Unless you’re pregnant, missed periods can be one of the first indications of a more serious health problem. The only time missed periods are “normal” is amongst teens who’ve recently begun their menstrual cycles and women approaching menopause. Healthy women may experience problems with their hormones that leads them to miss a month, but any longer without getting your period is a reason for a trip to the OBGYN. Skipped periods, known as amenorrhea, can be caused by sudden weight change, an eating disorder, intensive exercise, hormone irregularities and certain medications.
If spotting occurs occasionally and is pretty light, like a few drops of blood, it’s probably no cause for concern and could just be the result of fluctuating hormone levels. That being said, if spotting becomes routine, it could signal a serious health issue. A hormone imbalance or menopause could be the cause, but doctors need to rule out endometrial cancer and polyps to be sure of your long-term well-being.
Persistent bloating, especially if it seems unrelated to your period, is a symptom of serious health conditions, like ovarian cancer. If the enlargement lasts for more than four days, talk to your doctor about potential root causes.
Severe mood swings
Irritability and other mild mood changes are common symptoms of premenstrual syndrome (PMS). But when mood swings turn vicious, and you experience violent outbursts or deep depressions, it’s time to see a doctor. This, along with panic attacks, hopelessness, and problems with concentration, are expected symptoms of premenstrual dysphoric disorder (PMDD)—a severe, but less common, form of PMS. PMDD can be treated with birth control pills, which improve mental health by stabilizing hormones, but antidepressants may be needed in conjunction to quell symptoms.

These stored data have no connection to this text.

//! Streamer commands.
//!
//! Each command builds its own capturer and transport from the loaded
//! [`StreamerConfig`]; nothing is shared between invocations.

use std::path::Path;
use std::sync::Arc;

use tracing::{error, info, warn};

use g4link_core::transport::{self, HealthReport, HttpClient};
use g4link_core::{
    Capturer, DxgiCapturer, LinkError, Region, StillImage, StreamConfig, StreamLoop, TickReport,
    Transport,
};

use crate::config::StreamerConfig;

// ── Streamer ─────────────────────────────────────────────────────

/// Runs one CLI command against the configured panel.
pub struct Streamer {
    config: StreamerConfig,
}

impl Streamer {
    pub fn new(config: StreamerConfig) -> Self {
        Self { config }
    }

    pub fn config(&self) -> &StreamerConfig {
        &self.config
    }

    fn transport(&self) -> Result<Arc<dyn Transport>, LinkError> {
        let endpoint = self.config.endpoint()?;
        let transport =
            transport::build(self.config.stream.transport, &endpoint, self.config.timeouts())?;
        info!(
            transport = transport.name(),
            host = endpoint.host(),
            "transport ready"
        );
        Ok(transport)
    }

    fn desktop(&self) -> Result<DxgiCapturer, LinkError> {
        DxgiCapturer::new(
            self.config.capture.monitor_index,
            self.config.capture.capture_timeout_ms,
        )
        .inspect_err(|e| error!("desktop capture unavailable: {e}"))
    }

    /// Stream the desktop region until Ctrl-C or a capability error.
    pub async fn stream(&self) -> Result<(), LinkError> {
        let config = self.config.to_stream_config()?;
        let capturer = self.desktop()?;
        let stream = StreamLoop::new(capturer, self.transport()?);

        let mut stats = stream.stats_receiver();
        stream.start(config)?;

        tokio::select! {
            _ = tokio::signal::ctrl_c() => info!("Ctrl-C received, stopping"),
            _ = stats.wait_for(|s| !s.running) => warn!("stream ended on its own"),
        }
        stream.shutdown().await;

        let stats = stream.stats();
        info!(
            frames_sent = stats.frames_sent,
            frames_failed = stats.frames_failed,
            bytes_sent = stats.bytes_sent,
            "session summary"
        );
        match stats.last_error {
            Some(e) if stats.frames_sent == 0 => Err(LinkError::Other(e)),
            _ => Ok(()),
        }
    }

    /// Capture and send a single desktop frame.
    pub async fn once(&self) -> Result<TickReport, LinkError> {
        let config = self.config.to_stream_config()?;
        let capturer = self.desktop()?;
        self.send_once_with(capturer, &config).await
    }

    /// Decode an image file and send it as one frame.
    pub async fn show(&self, path: &Path) -> Result<TickReport, LinkError> {
        let mut config = self.config.to_stream_config()?;
        let still = StillImage::open(path)?;
        // The whole image is the source, resized per the fit mode.
        let image = still.image();
        config.region = Region::new(0, 0, image.width, image.height);
        self.send_once_with(still, &config).await
    }

    async fn send_once_with<C>(
        &self,
        capturer: C,
        config: &StreamConfig,
    ) -> Result<TickReport, LinkError>
    where
        C: Capturer + 'static,
    {
        info!(source = capturer.name(), "sending one frame");
        let stream = StreamLoop::new(capturer, self.transport()?);
        stream.send_once(config).await
    }

    /// Query both status endpoints.
    pub async fn probe(&self) -> Result<HealthReport, LinkError> {
        let client = HttpClient::new(&self.config.endpoint()?, self.config.timeouts())?;
        Ok(client.health().await?)
    }
}
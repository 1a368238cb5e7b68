//! Nibble packing: two 4-bit levels per byte.
//!
//! ## Wire layout
//!
//! ```text
//! byte[i] = (level[2i] & 0xF) << 4 | (level[2i + 1] & 0xF)
//! ```
//!
//! The earlier (left) pixel lands in the high nibble. Rows are packed
//! independently and concatenated row-major. A row with an odd pixel count
//! packs its last pixel with a zero low nibble; the fixed 640-pixel panel
//! never produces one.

use bytes::{BufMut, Bytes, BytesMut};

use crate::chunk::RowRange;
use crate::frame::LevelMatrix;
use crate::panel::{PANEL_WIDTH, ROW_BYTES};

/// Pack one row of levels, appending to `out`.
pub fn pack_row_into(levels: &[u8], out: &mut impl BufMut) {
    let mut pairs = levels.chunks_exact(2);
    for pair in &mut pairs {
        out.put_u8((pair[0] & 0x0F) << 4 | (pair[1] & 0x0F));
    }
    if let [last] = pairs.remainder() {
        out.put_u8((last & 0x0F) << 4);
    }
}

/// Pack one row of levels into a new buffer of `ceil(len / 2)` bytes.
pub fn pack_row(levels: &[u8]) -> Vec<u8> {
    let mut out = Vec::with_capacity(levels.len().div_ceil(2));
    pack_row_into(levels, &mut out);
    out
}

/// Expand packed bytes back into one level per byte.
pub fn unpack_row(packed: &[u8]) -> Vec<u8> {
    packed
        .iter()
        .flat_map(|&b| [b >> 4, b & 0x0F])
        .collect()
}

/// Pack the rows covered by `range` into a chunk payload.
pub fn pack_rows(matrix: &LevelMatrix, range: RowRange) -> Bytes {
    let mut out = BytesMut::with_capacity(range.row_count as usize * ROW_BYTES);
    for row in matrix
        .rows(range.row_start, range.row_count)
        .chunks_exact(PANEL_WIDTH as usize)
    {
        pack_row_into(row, &mut out);
    }
    out.freeze()
}

/// Pack the whole matrix (153 600 bytes) for the upload endpoint.
pub fn pack_frame(matrix: &LevelMatrix) -> Bytes {
    let mut out = BytesMut::with_capacity(crate::panel::FRAME_BYTES);
    pack_row_into(matrix.levels(), &mut out);
    out.freeze()
}

// ── Tests ────────────────────────────────────────────────────────
//! # g4link-core
//!
//! Streams a desktop region to a 640×480, 4-bit grayscale panel controller.
//!
//! This crate contains:
//! - **Frames**: `RawImage`, `Frame`, `LevelMatrix`, `Region`, `FitMode`
//! - **Quantizer**: 8-bit intensity → 4-bit level, with optional gamma and inversion
//! - **Packer**: two levels per byte, high nibble first
//! - **Chunker**: row-range partitioning and the 4-byte chunk header
//! - **Capture**: `Capturer` trait with DXGI and still-image backends
//! - **Transport**: WebSocket, per-chunk HTTP push, and upload + apply
//! - **Stream**: `StreamLoop`, the paced, cancellable, single-flight worker
//! - **Error**: `LinkError`, a `thiserror`-based error hierarchy

pub mod capture;
pub mod chunk;
pub mod error;
pub mod frame;
pub mod pack;
pub mod panel;
pub mod quantize;
pub mod stream;
pub mod testing;
pub mod transport;

// ── Re-exports for ergonomic usage ───────────────────────────────

pub use capture::{Capturer, DxgiCapturer, StillImage};
pub use chunk::{Chunk, ChunkHeader, ChunkPlan, DEFAULT_ROWS_PER_CHUNK, MAX_ROWS_PER_CHUNK, RowRange};
pub use error::{ConfigError, LinkError, TransportError};
pub use frame::{FitMode, Frame, LevelMatrix, PixelFormat, RawImage, Region};
pub use pack::{pack_frame, pack_row, pack_rows};
pub use panel::{FRAME_BYTES, PANEL_HEIGHT, PANEL_WIDTH, ROW_BYTES};
pub use quantize::{QuantizeOptions, Quantizer, quantize};
pub use stream::{StreamConfig, StreamLoop, StreamState, StreamStats, TickReport};
pub use transport::{
    ChunkPushTransport, Delivery, Endpoint, HealthReport, HttpClient, Timeouts, Transport,
    TransportKind, UploadApplyTransport, WsTransport,
};
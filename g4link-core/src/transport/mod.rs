//! Delivery of quantized frames to the panel controller.
//!
//! Three interchangeable strategies implement [`Transport`]:
//!
//! | Kind                        | Wire                                              |
//! |-----------------------------|---------------------------------------------------|
//! | [`TransportKind::WebSocket`]| `ws://host:81/`, one binary message per chunk      |
//! | [`TransportKind::ChunkPush`]| `POST /stream-chunk?rowStart=&rows=&packed=1`      |
//! | [`TransportKind::UploadApply`]| `POST /upload` (whole frame) then `POST /apply` |
//!
//! Chunks are always sent strictly in row order, one frame at a time.
//! Cancellation is cooperative: the WebSocket transport checks it once per
//! frame, the chunk-push transport before every chunk, and upload-apply
//! before the upload.

pub mod http;
pub mod ws;

pub use http::{ChunkPushTransport, HealthReport, HttpClient, StatusLine, UploadApplyTransport};
pub use ws::{WsSession, WsTransport};

use std::sync::Arc;
use std::time::Duration;

use async_trait::async_trait;
use serde::{Deserialize, Serialize};
use tokio_util::sync::CancellationToken;

use crate::chunk::ChunkPlan;
use crate::error::{ConfigError, LinkError};
use crate::frame::LevelMatrix;

// ── Delivery ─────────────────────────────────────────────────────

/// What a completed frame delivery put on the wire.
#[derive(Debug, Clone, Copy, Default, PartialEq, Eq)]
pub struct Delivery {
    /// Chunks (or uploads) that completed.
    pub chunks: usize,
    /// Payload bytes sent, headers excluded.
    pub bytes: usize,
}

// ── Transport ────────────────────────────────────────────────────

/// A strategy for getting one frame of levels onto the panel.
#[async_trait]
pub trait Transport: Send + Sync {
    /// Short name for log lines.
    fn name(&self) -> &'static str;

    /// Deliver `levels` partitioned by `plan`.
    ///
    /// Returns on the first failed chunk; earlier chunks stay applied.
    async fn send_frame(
        &self,
        levels: &LevelMatrix,
        plan: ChunkPlan,
        cancel: &CancellationToken,
    ) -> Result<Delivery, LinkError>;
}

#[async_trait]
impl<T: Transport + ?Sized> Transport for Arc<T> {
    fn name(&self) -> &'static str {
        (**self).name()
    }

    async fn send_frame(
        &self,
        levels: &LevelMatrix,
        plan: ChunkPlan,
        cancel: &CancellationToken,
    ) -> Result<Delivery, LinkError> {
        (**self).send_frame(levels, plan, cancel).await
    }
}

// ── TransportKind ────────────────────────────────────────────────

/// Which delivery strategy to use.
#[derive(Debug, Clone, Copy, Default, PartialEq, Eq, Serialize, Deserialize)]
#[serde(rename_all = "kebab-case")]
pub enum TransportKind {
    /// Binary chunks over a per-frame WebSocket connection.
    #[default]
    #[serde(rename = "websocket")]
    WebSocket,
    /// One HTTP request per chunk; the panel may tear while updating.
    ChunkPush,
    /// Whole-frame upload followed by an explicit swap.
    UploadApply,
}

// ── Endpoint ─────────────────────────────────────────────────────

/// Network address of the panel controller.
///
/// HTTP requests go to `host[:http_port]`; the WebSocket channel always
/// uses `host:ws_port`.
#[derive(Debug, Clone, PartialEq, Eq)]
pub struct Endpoint {
    host: String,
    http_port: Option<u16>,
    ws_port: u16,
}

/// Default WebSocket port of the controller firmware.
pub const DEFAULT_WS_PORT: u16 = 81;

impl Endpoint {
    /// Accepts a bare host (`192.168.1.189`), a host with an HTTP port
    /// (`192.168.1.189:8080`) or an HTTP URL (`http://192.168.1.189/`).
    pub fn new(host: &str, ws_port: u16) -> Result<Self, ConfigError> {
        let invalid = || ConfigError::InvalidHost(host.to_string());
        let trimmed = host.trim();
        let bare = trimmed
            .strip_prefix("http://")
            .unwrap_or(trimmed)
            .trim_end_matches('/');
        if bare.is_empty() || bare.contains(char::is_whitespace) || bare.contains('/') {
            return Err(invalid());
        }
        let (name, http_port) = match bare.rsplit_once(':') {
            Some((name, port)) => (name, Some(port.parse::<u16>().map_err(|_| invalid())?)),
            None => (bare, None),
        };
        if name.is_empty() {
            return Err(invalid());
        }
        Ok(Self {
            host: name.to_string(),
            http_port,
            ws_port,
        })
    }

    pub fn host(&self) -> &str {
        &self.host
    }

    /// `http://host[:port]` with no trailing slash.
    pub fn http_base(&self) -> String {
        match self.http_port {
            Some(port) => format!("http://{}:{port}", self.host),
            None => format!("http://{}", self.host),
        }
    }

    /// `ws://host:ws_port/`.
    pub fn ws_url(&self) -> String {
        format!("ws://{}:{}/", self.host, self.ws_port)
    }
}

// ── Timeouts ─────────────────────────────────────────────────────

/// Deadlines for every network call.
#[derive(Debug, Clone, Copy, PartialEq, Eq)]
pub struct Timeouts {
    /// TCP / WebSocket handshake.
    pub connect: Duration,
    /// A single chunk send or HTTP request.
    pub request: Duration,
    /// Health-check requests.
    pub health: Duration,
}

impl Default for Timeouts {
    fn default() -> Self {
        Self {
            connect: Duration::from_secs(5),
            request: Duration::from_secs(10),
            health: Duration::from_secs(5),
        }
    }
}

/// Build the transport for `kind`.
pub fn build(
    kind: TransportKind,
    endpoint: &Endpoint,
    timeouts: Timeouts,
) -> Result<Arc<dyn Transport>, LinkError> {
    Ok(match kind {
        TransportKind::WebSocket => Arc::new(WsTransport::new(endpoint, timeouts)),
        TransportKind::ChunkPush => {
            Arc::new(ChunkPushTransport::new(HttpClient::new(endpoint, timeouts)?))
        }
        TransportKind::UploadApply => {
            Arc::new(UploadApplyTransport::new(HttpClient::new(endpoint, timeouts)?))
        }
    })
}
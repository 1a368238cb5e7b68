//! Fixed geometry of the target panel.

/// Panel width in pixels. Even, so every row packs into whole bytes.
pub const PANEL_WIDTH: u32 = 640;

/// Panel height in pixels.
pub const PANEL_HEIGHT: u32 = 480;

/// Number of samples in one full frame.
pub const PANEL_PIXELS: usize = PANEL_WIDTH as usize * PANEL_HEIGHT as usize;

/// Bytes in one packed row (two pixels per byte).
pub const ROW_BYTES: usize = PANEL_WIDTH as usize / 2;

/// Bytes in one packed frame: 480 × 320 = 153 600.
pub const FRAME_BYTES: usize = ROW_BYTES * PANEL_HEIGHT as usize;

/// Highest 4-bit level.
pub const MAX_LEVEL: u8 = 15;

const _: () = assert!(PANEL_WIDTH % 2 == 0);
//! HTML rendering of the conformance matrix

use sigtest_types::ConformanceMatrix;

/// Placeholder token the rendered table replaces in the page template.
pub const REPORT_PLACEHOLDER: &str = "%%%REPORTS%%%";

/// Render the matrix as an HTML table fragment.
///
/// One header row (the "Test" column plus one column per driver) and one row
/// per authoritative test title; each cell carries the status as its CSS
/// class and the status mark as its text.
pub fn render_table(matrix: &ConformanceMatrix) -> String {
    let mut table = String::from("<table class=\"simple\">\n  <thead>\n    <th width=\"80%\">Test</th>\n");

    for driver in matrix.drivers() {
        table.push_str(&format!("    <th>{driver}</th>\n"));
    }
    table.push_str("  </thead>\n  <tbody>\n");

    for test in matrix.tests() {
        table.push_str(&format!("    <tr>\n      <td>{test}</td>\n"));
        for driver in matrix.drivers() {
            let status = matrix.status(driver, test);
            table.push_str(&format!(
                "      <td class=\"{}\">{}</td>\n",
                status.css_class(),
                status.mark()
            ));
        }
        table.push_str("    </tr>\n");
    }

    table.push_str("  </tbody>\n</table>\n");
    table
}

/// Substitute the rendered table into a page template, replacing the
/// [`REPORT_PLACEHOLDER`] token exactly once.
pub fn render_report(matrix: &ConformanceMatrix, template: &str) -> String {
    template.replacen(REPORT_PLACEHOLDER, &render_table(matrix), 1)
}
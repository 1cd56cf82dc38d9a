//! Invocation options and command composition

use std::time::Duration;

use crate::error::{RunnerError, RunnerResult};

/// Value of one `--flag` option.
///
/// Drivers take either a single value or an ordered sequence; a sequence is
/// delivered as one space-joined argument. Any other value shape is a caller
/// error and is unrepresentable here by construction.
#[derive(Debug, Clone, PartialEq, Eq)]
pub enum ArgValue {
    Scalar(String),
    List(Vec<String>),
}

impl ArgValue {
    /// The single OS argument this value becomes.
    fn to_token(&self) -> String {
        match self {
            ArgValue::Scalar(value) => value.clone(),
            ArgValue::List(values) => values.join(" "),
        }
    }

    /// The value as it appears in the logged command line. Sequences are
    /// quoted the way a shell user would write them.
    fn display(&self) -> String {
        match self {
            ArgValue::Scalar(value) => value.clone(),
            ArgValue::List(values) => format!("\"{}\"", values.join(" ")),
        }
    }
}

impl From<&str> for ArgValue {
    fn from(value: &str) -> Self {
        ArgValue::Scalar(value.to_string())
    }
}

impl From<String> for ArgValue {
    fn from(value: String) -> Self {
        ArgValue::Scalar(value)
    }
}

impl From<Vec<String>> for ArgValue {
    fn from(values: Vec<String>) -> Self {
        ArgValue::List(values)
    }
}

/// Configuration for one driver invocation.
///
/// `args` keeps insertion order and is never sorted; drivers may be
/// positionally sensitive about their flags.
#[derive(Debug, Clone)]
pub struct InvocationOptions {
    /// Path or name of the driver executable.
    pub generator: String,

    /// Sub-command or mode string passed as the driver's first argument.
    pub command: String,

    /// Overrides the synthesized `Date:` header. Defaults to the runner's
    /// clock at call time.
    pub date: Option<String>,

    /// Ordered `--flag value` pairs.
    pub args: Vec<(String, ArgValue)>,

    /// Kill the driver and fail the invocation after this long. With `None`
    /// a hung driver hangs the call.
    pub timeout: Option<Duration>,
}

impl InvocationOptions {
    pub fn new(generator: impl Into<String>, command: impl Into<String>) -> Self {
        Self {
            generator: generator.into(),
            command: command.into(),
            date: None,
            args: Vec::new(),
            timeout: None,
        }
    }

    /// Override the signature date header.
    pub fn date(mut self, date: impl Into<String>) -> Self {
        self.date = Some(date.into());
        self
    }

    /// Append one `--flag value` pair.
    pub fn arg(mut self, flag: impl Into<String>, value: impl Into<ArgValue>) -> Self {
        self.args.push((flag.into(), value.into()));
        self
    }

    /// Bound the driver's running time.
    pub fn timeout(mut self, limit: Duration) -> Self {
        self.timeout = Some(limit);
        self
    }
}

/// A composed invocation: the program to spawn and its argument vector.
///
/// Arguments are handed to the OS directly, without a shell; the quoting in
/// [`Invocation::command_line`] exists only for the human-readable form.
#[derive(Debug, Clone)]
pub struct Invocation {
    program: String,
    args: Vec<String>,
    command_line: String,
}

impl Invocation {
    /// Compose an invocation from options.
    ///
    /// Fails with [`RunnerError::MissingOption`] if `generator` or `command`
    /// is empty.
    pub fn compose(options: &InvocationOptions) -> RunnerResult<Self> {
        if options.generator.is_empty() {
            return Err(RunnerError::MissingOption("generator"));
        }
        if options.command.is_empty() {
            return Err(RunnerError::MissingOption("command"));
        }

        let mut args = vec![options.command.clone()];
        let mut command_line = format!("{} {}", options.generator, options.command);

        for (flag, value) in &options.args {
            args.push(format!("--{flag}"));
            args.push(value.to_token());
            command_line.push_str(&format!(" --{flag} {}", value.display()));
        }

        Ok(Self {
            program: options.generator.clone(),
            args,
            command_line,
        })
    }

    /// The driver executable.
    pub fn program(&self) -> &str {
        &self.program
    }

    /// Sub-command followed by the flattened `--flag value` tokens.
    pub fn args(&self) -> &[String] {
        &self.args
    }

    /// Human-readable command line, as logged.
    pub fn command_line(&self) -> &str {
        &self.command_line
    }
}

#[cfg(test)]
mod tests {
    use super::*;

    #[test]
    fn composes_scalar_flags_in_insertion_order() {
        let options = InvocationOptions::new("echo", "x").arg("foo", "bar");
        let invocation = Invocation::compose(&options).unwrap();

        assert!(invocation.command_line().contains("echo x --foo bar"));
        assert_eq!(invocation.program(), "echo");
        assert_eq!(invocation.args(), ["x", "--foo", "bar"]);
    }

    #[test]
    fn joins_list_values_into_one_quoted_token() {
        let options = InvocationOptions::new("driver", "sign").arg(
            "headers",
            vec!["date".to_string(), "digest".to_string()],
        );
        let invocation = Invocation::compose(&options).unwrap();

        assert_eq!(
            invocation.command_line(),
            "driver sign --headers \"date digest\""
        );
        // One OS argument, unquoted.
        assert_eq!(invocation.args(), ["sign", "--headers", "date digest"]);
    }

    #[test]
    fn preserves_flag_order_without_sorting() {
        let options = InvocationOptions::new("driver", "verify")
            .arg("zeta", "1")
            .arg("alpha", "2");
        let invocation = Invocation::compose(&options).unwrap();

        assert_eq!(
            invocation.command_line(),
            "driver verify --zeta 1 --alpha 2"
        );
    }

    #[test]
    fn empty_generator_is_a_missing_option() {
        let options = InvocationOptions::new("", "sign");
        assert!(matches!(
            Invocation::compose(&options),
            Err(RunnerError::MissingOption("generator"))
        ));
    }

    #[test]
    fn empty_command_is_a_missing_option() {
        let options = InvocationOptions::new("driver", "");
        assert!(matches!(
            Invocation::compose(&options),
            Err(RunnerError::MissingOption("command"))
        ));
    }
}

Some women have periods that only last three days, while others will bleed for six or seven—anything along this scale is considered “normal.” But a prolonged flow that extends past one week could be cause for alarm. Longer periods are sometimes caused by hormone-driven problems, such as an overactive or underactive thyroid and polycystic ovarian syndrome (PCOS). Uterine fibroids and polyps are two growths that might also be to blame.
If your menstrual blood is diluted or grayer than usual, the strange colors of your flow could signal an infection, such as an STD. This is especially probable if the blood has a foul, powerful odor.